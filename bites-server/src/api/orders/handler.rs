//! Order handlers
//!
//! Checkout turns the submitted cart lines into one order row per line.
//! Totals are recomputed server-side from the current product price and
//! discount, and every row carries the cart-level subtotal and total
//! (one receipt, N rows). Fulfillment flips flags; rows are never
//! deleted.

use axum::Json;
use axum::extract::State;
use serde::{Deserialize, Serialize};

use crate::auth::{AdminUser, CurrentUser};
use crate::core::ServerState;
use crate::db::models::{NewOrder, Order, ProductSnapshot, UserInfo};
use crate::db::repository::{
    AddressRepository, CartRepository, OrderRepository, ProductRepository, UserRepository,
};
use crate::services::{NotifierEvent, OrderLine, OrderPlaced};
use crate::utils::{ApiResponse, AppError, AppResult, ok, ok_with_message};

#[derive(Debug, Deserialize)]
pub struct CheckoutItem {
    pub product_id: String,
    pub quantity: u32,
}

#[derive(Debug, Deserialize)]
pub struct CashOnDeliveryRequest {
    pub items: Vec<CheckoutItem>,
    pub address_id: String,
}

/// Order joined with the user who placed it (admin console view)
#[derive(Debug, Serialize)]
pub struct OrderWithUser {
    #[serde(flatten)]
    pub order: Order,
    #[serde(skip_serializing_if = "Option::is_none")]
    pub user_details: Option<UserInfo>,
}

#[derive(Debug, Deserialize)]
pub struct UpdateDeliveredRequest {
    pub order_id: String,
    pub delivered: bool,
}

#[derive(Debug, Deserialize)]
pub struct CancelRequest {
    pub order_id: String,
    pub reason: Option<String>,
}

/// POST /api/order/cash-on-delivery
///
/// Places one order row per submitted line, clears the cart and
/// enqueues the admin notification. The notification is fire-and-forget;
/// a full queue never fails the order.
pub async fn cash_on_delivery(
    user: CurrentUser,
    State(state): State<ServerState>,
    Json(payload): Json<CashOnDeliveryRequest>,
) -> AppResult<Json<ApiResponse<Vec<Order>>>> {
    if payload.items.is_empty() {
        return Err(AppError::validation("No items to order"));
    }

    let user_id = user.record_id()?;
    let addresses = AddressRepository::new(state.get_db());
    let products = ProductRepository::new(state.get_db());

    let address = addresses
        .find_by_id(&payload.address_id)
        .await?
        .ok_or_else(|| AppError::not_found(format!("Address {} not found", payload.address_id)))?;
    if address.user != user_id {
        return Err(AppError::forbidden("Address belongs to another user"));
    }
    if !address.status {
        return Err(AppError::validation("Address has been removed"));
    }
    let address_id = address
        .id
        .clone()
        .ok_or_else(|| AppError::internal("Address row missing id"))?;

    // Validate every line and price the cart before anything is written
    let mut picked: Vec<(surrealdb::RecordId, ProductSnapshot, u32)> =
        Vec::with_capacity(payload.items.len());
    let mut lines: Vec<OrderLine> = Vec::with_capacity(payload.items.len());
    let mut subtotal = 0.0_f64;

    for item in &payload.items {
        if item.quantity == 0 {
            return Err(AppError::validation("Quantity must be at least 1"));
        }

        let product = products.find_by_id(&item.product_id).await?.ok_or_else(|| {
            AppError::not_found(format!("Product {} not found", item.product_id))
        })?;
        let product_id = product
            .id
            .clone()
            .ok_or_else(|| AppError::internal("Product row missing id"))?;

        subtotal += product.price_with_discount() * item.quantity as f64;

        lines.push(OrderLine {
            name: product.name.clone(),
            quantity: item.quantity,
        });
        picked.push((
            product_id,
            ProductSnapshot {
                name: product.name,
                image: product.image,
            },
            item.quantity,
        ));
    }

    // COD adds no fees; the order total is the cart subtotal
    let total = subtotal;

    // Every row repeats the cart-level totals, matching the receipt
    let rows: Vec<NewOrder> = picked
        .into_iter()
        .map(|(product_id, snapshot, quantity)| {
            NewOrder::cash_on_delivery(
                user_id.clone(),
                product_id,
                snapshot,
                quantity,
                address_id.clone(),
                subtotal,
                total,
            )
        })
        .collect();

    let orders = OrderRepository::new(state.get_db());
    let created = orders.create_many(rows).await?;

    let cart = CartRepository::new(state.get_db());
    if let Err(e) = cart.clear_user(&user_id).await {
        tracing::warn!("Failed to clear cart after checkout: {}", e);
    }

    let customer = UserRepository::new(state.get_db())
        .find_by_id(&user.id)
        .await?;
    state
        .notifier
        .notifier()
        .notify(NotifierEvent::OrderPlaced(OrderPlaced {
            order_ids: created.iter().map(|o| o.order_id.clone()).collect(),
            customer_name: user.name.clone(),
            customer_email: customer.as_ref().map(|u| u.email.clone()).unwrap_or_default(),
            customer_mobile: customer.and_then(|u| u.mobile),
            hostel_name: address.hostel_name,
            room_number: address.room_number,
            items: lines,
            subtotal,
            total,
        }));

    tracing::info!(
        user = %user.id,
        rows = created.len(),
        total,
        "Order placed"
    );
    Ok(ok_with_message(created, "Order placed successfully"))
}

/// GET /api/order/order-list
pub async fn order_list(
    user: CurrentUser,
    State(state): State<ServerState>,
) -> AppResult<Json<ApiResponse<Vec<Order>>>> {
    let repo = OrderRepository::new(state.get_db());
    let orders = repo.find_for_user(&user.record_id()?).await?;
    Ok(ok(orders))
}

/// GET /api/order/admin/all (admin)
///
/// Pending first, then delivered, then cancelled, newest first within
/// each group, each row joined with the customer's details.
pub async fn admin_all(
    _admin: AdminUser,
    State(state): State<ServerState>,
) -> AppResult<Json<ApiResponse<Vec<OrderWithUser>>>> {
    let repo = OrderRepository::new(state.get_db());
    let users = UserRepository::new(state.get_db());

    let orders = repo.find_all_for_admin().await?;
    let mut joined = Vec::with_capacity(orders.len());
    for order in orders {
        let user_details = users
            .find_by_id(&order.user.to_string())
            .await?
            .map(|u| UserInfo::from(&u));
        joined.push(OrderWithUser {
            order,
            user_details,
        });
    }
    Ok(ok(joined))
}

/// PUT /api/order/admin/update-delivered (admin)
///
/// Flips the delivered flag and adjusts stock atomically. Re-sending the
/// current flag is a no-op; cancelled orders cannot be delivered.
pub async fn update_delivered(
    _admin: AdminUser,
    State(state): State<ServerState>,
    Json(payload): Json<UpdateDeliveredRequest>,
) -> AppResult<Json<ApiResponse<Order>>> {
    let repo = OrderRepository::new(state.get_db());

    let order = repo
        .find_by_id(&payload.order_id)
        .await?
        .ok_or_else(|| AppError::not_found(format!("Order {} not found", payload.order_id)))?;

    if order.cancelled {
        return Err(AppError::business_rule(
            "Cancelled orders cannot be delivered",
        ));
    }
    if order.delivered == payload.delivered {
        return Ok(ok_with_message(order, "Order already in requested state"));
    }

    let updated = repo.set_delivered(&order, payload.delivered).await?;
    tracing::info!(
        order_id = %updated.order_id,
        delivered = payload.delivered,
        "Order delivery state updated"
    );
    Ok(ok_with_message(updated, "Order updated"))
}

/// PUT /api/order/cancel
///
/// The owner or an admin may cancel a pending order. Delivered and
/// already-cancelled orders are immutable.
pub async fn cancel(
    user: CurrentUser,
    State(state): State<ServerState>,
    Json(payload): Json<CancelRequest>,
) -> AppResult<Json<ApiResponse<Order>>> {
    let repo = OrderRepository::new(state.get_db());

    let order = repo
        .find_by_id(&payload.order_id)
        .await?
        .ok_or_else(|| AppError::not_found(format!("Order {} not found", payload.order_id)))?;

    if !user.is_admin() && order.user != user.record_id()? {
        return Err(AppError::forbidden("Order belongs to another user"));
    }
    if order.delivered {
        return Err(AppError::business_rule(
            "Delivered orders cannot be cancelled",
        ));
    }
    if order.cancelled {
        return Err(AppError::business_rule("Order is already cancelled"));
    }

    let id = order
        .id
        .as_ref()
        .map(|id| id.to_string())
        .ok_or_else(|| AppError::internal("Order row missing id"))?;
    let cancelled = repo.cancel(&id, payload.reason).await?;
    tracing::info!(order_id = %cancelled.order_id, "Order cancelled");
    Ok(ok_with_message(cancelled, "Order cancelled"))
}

============================================================

- **Brief**
Where does the string "OrderWithUser" occur in the data above? Copy every line that holds it.

- **Problem solution**
pub struct OrderWithUser {
) -> AppResult<Json<ApiResponse<Vec<OrderWithUser>>>> {
        joined.push(OrderWithUser {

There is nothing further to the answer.